→ **Task details**: Only the lines below starting at the one that contains "the request that" and ending at the one that contains "spec.id, spec.command, spec.args);" are to be reproduced, exactly and with both ends kept.

-------- Data records

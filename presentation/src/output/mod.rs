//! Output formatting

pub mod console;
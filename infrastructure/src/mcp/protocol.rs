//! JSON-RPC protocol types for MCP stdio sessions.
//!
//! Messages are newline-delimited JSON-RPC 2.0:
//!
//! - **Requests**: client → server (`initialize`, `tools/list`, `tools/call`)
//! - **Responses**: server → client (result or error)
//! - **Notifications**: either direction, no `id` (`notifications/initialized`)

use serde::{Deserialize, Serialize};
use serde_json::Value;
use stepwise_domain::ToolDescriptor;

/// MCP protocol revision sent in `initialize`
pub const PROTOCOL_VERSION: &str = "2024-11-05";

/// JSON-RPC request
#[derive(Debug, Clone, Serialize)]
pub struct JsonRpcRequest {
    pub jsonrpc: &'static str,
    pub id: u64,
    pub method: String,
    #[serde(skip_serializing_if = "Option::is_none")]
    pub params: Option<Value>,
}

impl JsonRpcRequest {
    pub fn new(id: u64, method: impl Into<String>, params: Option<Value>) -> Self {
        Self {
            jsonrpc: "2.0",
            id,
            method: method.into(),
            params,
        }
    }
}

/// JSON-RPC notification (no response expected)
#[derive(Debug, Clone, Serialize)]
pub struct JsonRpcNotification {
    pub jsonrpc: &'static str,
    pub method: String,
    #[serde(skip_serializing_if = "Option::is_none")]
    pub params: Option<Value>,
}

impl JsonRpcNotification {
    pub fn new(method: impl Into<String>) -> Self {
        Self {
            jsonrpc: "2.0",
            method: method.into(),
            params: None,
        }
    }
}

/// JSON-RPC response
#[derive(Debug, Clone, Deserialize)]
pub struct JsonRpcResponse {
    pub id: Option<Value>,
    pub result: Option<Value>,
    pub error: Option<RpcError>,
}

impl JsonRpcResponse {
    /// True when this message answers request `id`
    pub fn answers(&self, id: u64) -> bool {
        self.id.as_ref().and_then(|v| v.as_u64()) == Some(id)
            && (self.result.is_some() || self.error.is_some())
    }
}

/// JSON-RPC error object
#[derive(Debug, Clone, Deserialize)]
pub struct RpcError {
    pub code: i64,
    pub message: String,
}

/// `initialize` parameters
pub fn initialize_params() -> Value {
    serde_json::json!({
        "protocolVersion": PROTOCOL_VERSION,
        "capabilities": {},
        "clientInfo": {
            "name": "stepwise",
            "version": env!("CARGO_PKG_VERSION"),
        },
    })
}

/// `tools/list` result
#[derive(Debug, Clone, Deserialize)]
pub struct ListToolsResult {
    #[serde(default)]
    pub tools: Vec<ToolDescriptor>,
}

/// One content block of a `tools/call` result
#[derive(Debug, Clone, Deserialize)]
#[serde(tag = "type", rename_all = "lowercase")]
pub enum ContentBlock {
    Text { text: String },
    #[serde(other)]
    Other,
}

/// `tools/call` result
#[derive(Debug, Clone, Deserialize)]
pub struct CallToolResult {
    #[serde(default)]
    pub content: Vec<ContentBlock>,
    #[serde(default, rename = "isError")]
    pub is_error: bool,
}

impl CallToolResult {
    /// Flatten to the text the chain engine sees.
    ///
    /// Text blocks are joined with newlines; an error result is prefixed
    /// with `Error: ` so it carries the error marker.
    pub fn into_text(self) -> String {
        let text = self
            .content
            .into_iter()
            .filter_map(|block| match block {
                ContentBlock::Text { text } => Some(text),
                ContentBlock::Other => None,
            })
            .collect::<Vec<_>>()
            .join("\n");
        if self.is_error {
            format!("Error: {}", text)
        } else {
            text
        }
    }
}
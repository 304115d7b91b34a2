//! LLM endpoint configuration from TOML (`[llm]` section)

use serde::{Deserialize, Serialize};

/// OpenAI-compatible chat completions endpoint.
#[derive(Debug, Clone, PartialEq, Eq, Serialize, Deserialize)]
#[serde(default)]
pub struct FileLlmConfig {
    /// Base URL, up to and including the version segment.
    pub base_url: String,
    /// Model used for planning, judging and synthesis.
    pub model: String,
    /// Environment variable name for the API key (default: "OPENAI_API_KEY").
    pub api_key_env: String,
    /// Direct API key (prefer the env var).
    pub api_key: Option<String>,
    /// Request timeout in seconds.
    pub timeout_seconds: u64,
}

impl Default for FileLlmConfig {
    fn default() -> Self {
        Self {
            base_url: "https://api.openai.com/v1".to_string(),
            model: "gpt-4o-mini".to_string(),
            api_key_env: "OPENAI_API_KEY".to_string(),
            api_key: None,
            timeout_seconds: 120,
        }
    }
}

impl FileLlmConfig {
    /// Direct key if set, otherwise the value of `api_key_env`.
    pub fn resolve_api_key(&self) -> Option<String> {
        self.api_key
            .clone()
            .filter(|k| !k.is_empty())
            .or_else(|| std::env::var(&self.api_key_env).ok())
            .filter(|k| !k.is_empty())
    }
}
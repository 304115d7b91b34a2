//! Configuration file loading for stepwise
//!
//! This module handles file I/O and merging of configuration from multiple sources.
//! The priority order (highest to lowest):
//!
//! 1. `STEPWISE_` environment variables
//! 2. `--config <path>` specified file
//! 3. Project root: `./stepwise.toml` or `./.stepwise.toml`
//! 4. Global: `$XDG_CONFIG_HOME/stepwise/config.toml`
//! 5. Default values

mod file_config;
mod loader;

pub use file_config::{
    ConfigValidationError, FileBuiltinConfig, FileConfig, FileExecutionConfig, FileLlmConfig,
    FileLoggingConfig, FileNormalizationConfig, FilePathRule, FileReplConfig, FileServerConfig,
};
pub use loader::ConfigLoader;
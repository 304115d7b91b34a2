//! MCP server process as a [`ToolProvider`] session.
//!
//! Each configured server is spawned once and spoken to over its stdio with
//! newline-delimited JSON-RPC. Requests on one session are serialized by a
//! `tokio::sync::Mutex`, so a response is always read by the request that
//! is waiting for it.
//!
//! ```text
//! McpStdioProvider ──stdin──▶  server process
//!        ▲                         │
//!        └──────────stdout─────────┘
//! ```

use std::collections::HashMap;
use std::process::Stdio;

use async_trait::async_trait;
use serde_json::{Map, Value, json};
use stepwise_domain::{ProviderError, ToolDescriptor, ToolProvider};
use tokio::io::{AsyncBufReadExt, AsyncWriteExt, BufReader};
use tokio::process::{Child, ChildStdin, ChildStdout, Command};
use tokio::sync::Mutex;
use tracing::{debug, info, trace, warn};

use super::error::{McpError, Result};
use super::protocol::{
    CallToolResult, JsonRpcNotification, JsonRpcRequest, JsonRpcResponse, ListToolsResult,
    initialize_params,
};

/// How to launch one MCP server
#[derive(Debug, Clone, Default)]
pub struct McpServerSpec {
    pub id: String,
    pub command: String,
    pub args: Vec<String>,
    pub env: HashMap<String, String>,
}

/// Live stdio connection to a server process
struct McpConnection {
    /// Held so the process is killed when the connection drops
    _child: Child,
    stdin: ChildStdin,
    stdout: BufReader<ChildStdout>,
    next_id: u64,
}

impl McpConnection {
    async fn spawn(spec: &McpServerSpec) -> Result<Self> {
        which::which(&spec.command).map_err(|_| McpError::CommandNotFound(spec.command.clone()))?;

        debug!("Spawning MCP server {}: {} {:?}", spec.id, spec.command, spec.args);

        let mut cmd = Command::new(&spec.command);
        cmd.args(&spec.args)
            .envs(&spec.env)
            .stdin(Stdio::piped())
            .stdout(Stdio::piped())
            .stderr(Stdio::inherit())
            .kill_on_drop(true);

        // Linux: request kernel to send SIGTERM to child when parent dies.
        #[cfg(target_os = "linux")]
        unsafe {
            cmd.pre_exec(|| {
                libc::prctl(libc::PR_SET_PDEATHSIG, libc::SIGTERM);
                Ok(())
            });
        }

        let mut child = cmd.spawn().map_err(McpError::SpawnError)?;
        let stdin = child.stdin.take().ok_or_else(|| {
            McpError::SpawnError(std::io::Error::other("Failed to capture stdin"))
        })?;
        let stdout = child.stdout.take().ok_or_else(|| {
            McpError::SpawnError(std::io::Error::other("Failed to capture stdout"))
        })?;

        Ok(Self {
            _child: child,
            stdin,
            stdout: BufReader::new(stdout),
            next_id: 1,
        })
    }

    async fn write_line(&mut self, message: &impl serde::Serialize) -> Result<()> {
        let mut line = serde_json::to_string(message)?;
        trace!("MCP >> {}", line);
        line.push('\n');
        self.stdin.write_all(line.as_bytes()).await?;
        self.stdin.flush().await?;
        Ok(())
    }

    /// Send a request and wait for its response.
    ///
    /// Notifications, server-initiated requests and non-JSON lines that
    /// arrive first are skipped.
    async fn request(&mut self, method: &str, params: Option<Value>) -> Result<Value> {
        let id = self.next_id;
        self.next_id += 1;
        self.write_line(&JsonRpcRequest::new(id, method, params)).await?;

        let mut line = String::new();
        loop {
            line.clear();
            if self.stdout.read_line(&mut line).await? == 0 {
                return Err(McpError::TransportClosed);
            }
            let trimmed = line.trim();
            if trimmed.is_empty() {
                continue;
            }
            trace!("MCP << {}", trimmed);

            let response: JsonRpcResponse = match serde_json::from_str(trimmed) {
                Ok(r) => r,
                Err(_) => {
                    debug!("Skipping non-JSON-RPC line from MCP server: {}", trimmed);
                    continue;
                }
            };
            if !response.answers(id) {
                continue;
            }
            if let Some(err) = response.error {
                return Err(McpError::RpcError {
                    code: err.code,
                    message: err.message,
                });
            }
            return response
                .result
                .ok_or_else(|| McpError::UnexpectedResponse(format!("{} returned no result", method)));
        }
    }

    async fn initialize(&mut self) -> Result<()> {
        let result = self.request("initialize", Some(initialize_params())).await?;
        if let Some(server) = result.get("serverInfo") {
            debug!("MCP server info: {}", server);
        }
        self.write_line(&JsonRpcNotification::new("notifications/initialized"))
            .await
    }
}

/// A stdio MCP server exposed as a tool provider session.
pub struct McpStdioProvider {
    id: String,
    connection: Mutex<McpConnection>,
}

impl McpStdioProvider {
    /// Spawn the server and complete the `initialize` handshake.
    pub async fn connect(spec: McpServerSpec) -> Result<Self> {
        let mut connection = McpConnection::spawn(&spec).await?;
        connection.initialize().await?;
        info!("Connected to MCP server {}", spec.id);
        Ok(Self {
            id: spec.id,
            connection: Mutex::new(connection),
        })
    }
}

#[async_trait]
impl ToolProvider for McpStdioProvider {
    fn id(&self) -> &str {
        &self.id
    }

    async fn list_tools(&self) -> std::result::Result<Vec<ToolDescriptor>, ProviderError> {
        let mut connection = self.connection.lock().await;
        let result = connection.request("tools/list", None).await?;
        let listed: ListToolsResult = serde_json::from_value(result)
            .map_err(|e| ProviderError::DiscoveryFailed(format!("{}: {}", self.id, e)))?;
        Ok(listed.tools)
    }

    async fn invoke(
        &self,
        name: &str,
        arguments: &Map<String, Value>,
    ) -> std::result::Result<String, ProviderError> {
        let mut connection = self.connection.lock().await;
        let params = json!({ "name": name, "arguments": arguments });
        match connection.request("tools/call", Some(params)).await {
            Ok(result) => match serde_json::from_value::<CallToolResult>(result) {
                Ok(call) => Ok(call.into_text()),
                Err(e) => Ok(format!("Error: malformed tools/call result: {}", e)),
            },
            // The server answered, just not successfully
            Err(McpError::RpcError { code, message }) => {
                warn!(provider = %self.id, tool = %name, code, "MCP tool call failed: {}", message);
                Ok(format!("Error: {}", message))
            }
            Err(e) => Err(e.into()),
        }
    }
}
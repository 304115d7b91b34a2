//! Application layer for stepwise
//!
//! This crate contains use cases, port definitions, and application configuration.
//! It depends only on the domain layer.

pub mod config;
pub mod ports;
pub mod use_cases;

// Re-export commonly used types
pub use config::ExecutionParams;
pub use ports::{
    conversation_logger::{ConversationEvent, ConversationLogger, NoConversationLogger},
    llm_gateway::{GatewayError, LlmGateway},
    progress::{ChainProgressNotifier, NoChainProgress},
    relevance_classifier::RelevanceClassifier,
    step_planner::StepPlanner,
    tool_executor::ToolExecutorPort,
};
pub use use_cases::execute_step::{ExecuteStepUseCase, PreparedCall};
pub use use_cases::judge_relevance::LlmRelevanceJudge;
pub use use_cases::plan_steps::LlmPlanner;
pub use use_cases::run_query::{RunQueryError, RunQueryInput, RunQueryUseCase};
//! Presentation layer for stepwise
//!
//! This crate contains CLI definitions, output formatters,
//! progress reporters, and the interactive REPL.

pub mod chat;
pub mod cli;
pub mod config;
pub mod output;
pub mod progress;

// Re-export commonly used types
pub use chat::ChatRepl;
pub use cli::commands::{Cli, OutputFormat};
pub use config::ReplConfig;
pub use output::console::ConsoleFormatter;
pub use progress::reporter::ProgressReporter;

----------------

→ **Result of the task**:
//! `tokio::sync::Mutex`, so a response is always read by the request that
//! is waiting for it.
//!
//! ```text
//! McpStdioProvider ──stdin──▶  server process
//!        ▲                         │
//!        └──────────stdout─────────┘
//! ```

use std::collections::HashMap;
use std::process::Stdio;

use async_trait::async_trait;
use serde_json::{Map, Value, json};
use stepwise_domain::{ProviderError, ToolDescriptor, ToolProvider};
use tokio::io::{AsyncBufReadExt, AsyncWriteExt, BufReader};
use tokio::process::{Child, ChildStdin, ChildStdout, Command};
use tokio::sync::Mutex;
use tracing::{debug, info, trace, warn};

use super::error::{McpError, Result};
use super::protocol::{
    CallToolResult, JsonRpcNotification, JsonRpcRequest, JsonRpcResponse, ListToolsResult,
    initialize_params,
};

/// How to launch one MCP server
#[derive(Debug, Clone, Default)]
pub struct McpServerSpec {
    pub id: String,
    pub command: String,
    pub args: Vec<String>,
    pub env: HashMap<String, String>,
}

/// Live stdio connection to a server process
struct McpConnection {
    /// Held so the process is killed when the connection drops
    _child: Child,
    stdin: ChildStdin,
    stdout: BufReader<ChildStdout>,
    next_id: u64,
}

impl McpConnection {
    async fn spawn(spec: &McpServerSpec) -> Result<Self> {
        which::which(&spec.command).map_err(|_| McpError::CommandNotFound(spec.command.clone()))?;

        debug!("Spawning MCP server {}: {} {:?}", spec.id, spec.command, spec.args);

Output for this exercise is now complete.